Soudain, je suis mû par une énergie qui me surprend. Tout autour de moi disparaît. Chaque particule du public s'envole. J'imagine la scène flotter au-dessus du vide, alors que nous performerions pour les anges.
Tout se transforme en un rêve un peu brumeux dans lequel mon ambition surpasse tout le reste. Je me sens puissant, prêt à faire valser les scènes à mon gré. Je suis Roméo, et être Roméo, c'est comme manier la pièce du bout des doigts. Je suis le fil qui relie chaque personnage, qui tisse l'intrigue. L'élément sur lequel on va se concentrer. L'élément qui prend les décisions, qui s'impose.
Je n'arrive pas à savoir si ce changement en moi vient d'un courage dont je ne me pensais pas capable, ou d'un pur instinct de survie. Parce que je ne suis pas sûr que j'aurais pu faire les premiers pas sur scène sans ça.
Les répliques s'enchaînent, et soudain, c'est à mon tour d'apparaître. Mon corps bouge sans même que je n'ai à le lui ordonner, bien trop habitué à ces heures interminables de répétition.
J'utilise cette nouvelle énergie pour calmer la tempête dans mon ventre, abaisser mes épaules et afficher l'air le plus affligé possible.

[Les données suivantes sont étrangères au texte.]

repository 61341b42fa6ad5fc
//! Terminal plots.

pub mod ascii;

pub use ascii::*;
//! Spacing-conflict resolution between candidate resonances.

use serde::{Deserialize, Serialize};
use tracing::warn;

use crate::domain::DataIndex;

/// One removal made by [`resolve_spacing_conflicts`].
#[derive(Debug, Clone, Copy, PartialEq, Serialize, Deserialize)]
pub struct Conflict {
    pub kept_index: usize,
    pub removed_index: usize,
    pub kept_freq_hz: f64,
    pub removed_freq_hz: f64,
    pub kept_depth_db: f64,
    pub removed_depth_db: f64,
}

/// Survivors plus the removals that produced them, in removal order.
#[derive(Debug, Clone, PartialEq)]
pub struct Resolution<T> {
    pub kept: Vec<T>,
    pub conflicts: Vec<Conflict>,
}

/// Drop the shallower of any adjacent pair closer than `threshold_hz`.
///
/// `items` must be ordered by sample index. After every removal the scan
/// restarts from the front, so the result has no adjacent pair closer than
/// the threshold. On equal depth the later entry goes.
pub fn resolve_spacing_conflicts<T: DataIndex>(
    mut items: Vec<T>,
    freqs_hz: &[f64],
    mags_db: &[f64],
    threshold_hz: f64,
) -> Resolution<T> {
    let mut conflicts = Vec::new();

    'scan: loop {
        for k in 0..items.len().saturating_sub(1) {
            let left = items[k].data_index();
            let right = items[k + 1].data_index();
            if (freqs_hz[right] - freqs_hz[left]).abs() >= threshold_hz {
                continue;
            }

            let (drop_pos, kept, removed) = if mags_db[left] > mags_db[right] {
                (k, right, left)
            } else {
                (k + 1, left, right)
            };
            let conflict = Conflict {
                kept_index: kept,
                removed_index: removed,
                kept_freq_hz: freqs_hz[kept],
                removed_freq_hz: freqs_hz[removed],
                kept_depth_db: mags_db[kept],
                removed_depth_db: mags_db[removed],
            };
            warn!(
                kept_freq_hz = conflict.kept_freq_hz,
                kept_depth_db = conflict.kept_depth_db,
                removed_freq_hz = conflict.removed_freq_hz,
                removed_depth_db = conflict.removed_depth_db,
                "resonances closer than spacing threshold; dropping the shallower one"
            );
            conflicts.push(conflict);
            items.remove(drop_pos);
            continue 'scan;
        }
        break;
    }

    Resolution {
        kept: items,
        conflicts,
    }
}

Je veux offrir une prestation digne d'un vrai acteur.
Pas pour les impressionner, eux, public face à moi.
Mais pour impressionner Taehyung.
Parce que rien que l'idée de recevoir ses compliments après notre spectacle me promet des frissons addictifs. Je veux l'entendre me chuchoter à quel point j'ai été bon. Je veux l'écouter chanter mes louanges et lui montrer qu'il n'a pas à regretter un instant de m'avoir donné ce rôle.
Je veux si bien jouer que Lee Ji-hoon lui même sera obligé de reconnaître le talent de Taehyung dans sa mise en scène. Je veux tant l'émerveiller qu'il sera jaloux d'une telle performance.
J'imagine la scène flottante. L'absence du public. Il n'y a face à moi que le regard de Somi que j'accepte. Je ne crois pas à la vie de l'âme après la mort. Je ne crois pas en grand chose, et pourtant, rien que l'idée de me dire qu'elle pourrait m'observer, quelque part, rendre hommage à son ancienne passion, me donne le courage de m'avancer sur scène.
Je joue le Roméo accablé par le chagrin d'un amour passé. Celui qui ne croit plus en l'amour, et erre au hasard en se laissant traîner dans la boue.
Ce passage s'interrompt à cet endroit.